[Start of section]

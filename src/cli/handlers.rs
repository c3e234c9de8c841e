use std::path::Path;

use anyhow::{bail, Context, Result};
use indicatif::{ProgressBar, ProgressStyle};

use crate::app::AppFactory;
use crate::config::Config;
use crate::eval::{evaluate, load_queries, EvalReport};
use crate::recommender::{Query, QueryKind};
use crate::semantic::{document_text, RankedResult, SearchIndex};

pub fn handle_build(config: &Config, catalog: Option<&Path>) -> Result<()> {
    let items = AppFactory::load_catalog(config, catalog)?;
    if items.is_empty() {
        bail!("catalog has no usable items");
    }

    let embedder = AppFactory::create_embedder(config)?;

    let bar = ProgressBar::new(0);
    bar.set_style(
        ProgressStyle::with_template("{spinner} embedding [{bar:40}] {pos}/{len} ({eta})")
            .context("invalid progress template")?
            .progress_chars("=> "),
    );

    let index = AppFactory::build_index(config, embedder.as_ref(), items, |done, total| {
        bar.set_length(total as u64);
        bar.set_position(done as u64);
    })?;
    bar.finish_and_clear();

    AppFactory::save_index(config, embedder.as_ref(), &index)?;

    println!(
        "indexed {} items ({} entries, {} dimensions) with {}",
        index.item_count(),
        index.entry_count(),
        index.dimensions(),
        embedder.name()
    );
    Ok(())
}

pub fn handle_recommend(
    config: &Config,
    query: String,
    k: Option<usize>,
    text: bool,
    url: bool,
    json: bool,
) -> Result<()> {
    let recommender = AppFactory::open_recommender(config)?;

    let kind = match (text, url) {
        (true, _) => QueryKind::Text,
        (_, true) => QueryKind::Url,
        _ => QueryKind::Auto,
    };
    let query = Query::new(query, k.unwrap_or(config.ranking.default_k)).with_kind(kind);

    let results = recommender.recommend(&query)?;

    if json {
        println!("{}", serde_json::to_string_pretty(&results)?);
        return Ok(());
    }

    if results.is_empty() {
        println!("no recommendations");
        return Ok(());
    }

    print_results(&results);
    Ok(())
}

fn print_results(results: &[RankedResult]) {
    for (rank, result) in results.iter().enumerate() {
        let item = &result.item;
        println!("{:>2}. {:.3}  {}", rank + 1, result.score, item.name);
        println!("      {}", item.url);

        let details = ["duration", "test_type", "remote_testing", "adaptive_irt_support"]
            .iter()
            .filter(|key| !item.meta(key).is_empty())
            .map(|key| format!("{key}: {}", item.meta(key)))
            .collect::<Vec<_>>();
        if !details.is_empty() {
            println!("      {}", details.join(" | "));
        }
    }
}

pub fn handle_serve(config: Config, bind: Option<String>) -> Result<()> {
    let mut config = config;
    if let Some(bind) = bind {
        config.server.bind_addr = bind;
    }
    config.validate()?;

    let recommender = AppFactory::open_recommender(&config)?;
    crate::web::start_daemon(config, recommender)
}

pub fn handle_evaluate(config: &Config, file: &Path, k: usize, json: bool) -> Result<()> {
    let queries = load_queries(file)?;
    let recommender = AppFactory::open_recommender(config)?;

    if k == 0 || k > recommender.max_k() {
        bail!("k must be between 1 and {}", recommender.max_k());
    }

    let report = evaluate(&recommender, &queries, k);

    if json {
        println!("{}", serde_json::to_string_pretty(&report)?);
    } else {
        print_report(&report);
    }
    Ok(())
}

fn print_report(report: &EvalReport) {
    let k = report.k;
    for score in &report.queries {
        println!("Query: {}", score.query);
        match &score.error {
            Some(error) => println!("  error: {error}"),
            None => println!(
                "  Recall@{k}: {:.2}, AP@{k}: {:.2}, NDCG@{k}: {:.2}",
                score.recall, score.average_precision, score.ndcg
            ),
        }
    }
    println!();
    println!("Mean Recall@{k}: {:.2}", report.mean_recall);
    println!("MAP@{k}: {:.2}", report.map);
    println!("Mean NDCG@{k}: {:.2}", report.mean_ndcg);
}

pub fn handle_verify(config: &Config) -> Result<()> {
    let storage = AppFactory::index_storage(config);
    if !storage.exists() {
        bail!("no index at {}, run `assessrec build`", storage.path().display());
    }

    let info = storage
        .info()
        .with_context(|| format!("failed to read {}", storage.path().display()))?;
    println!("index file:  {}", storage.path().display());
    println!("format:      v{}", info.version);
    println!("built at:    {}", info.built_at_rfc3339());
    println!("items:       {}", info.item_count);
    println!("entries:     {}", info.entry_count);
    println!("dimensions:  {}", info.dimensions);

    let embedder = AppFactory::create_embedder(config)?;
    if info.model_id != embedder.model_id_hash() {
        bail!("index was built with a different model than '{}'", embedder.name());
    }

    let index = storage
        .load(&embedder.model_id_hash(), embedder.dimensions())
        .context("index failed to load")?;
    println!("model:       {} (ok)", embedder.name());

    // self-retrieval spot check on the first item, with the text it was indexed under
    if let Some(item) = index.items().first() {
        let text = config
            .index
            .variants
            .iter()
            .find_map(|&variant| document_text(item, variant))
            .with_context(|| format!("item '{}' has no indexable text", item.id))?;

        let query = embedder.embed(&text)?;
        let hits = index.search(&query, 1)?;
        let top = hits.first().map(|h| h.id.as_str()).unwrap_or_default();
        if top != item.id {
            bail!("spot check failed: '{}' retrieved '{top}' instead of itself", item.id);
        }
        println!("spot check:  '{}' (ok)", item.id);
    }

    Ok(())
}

[End of section]

» **GOAL OF THE EXERCISE**
Search the material above for the word "storage", then copy out each line that has it.

» **RESPONSE BOX**
    let storage = AppFactory::index_storage(config);
    if !storage.exists() {
        bail!("no index at {}, run `assessrec build`", storage.path().display());
    let info = storage
        .with_context(|| format!("failed to read {}", storage.path().display()))?;
    println!("index file:  {}", storage.path().display());
    let index = storage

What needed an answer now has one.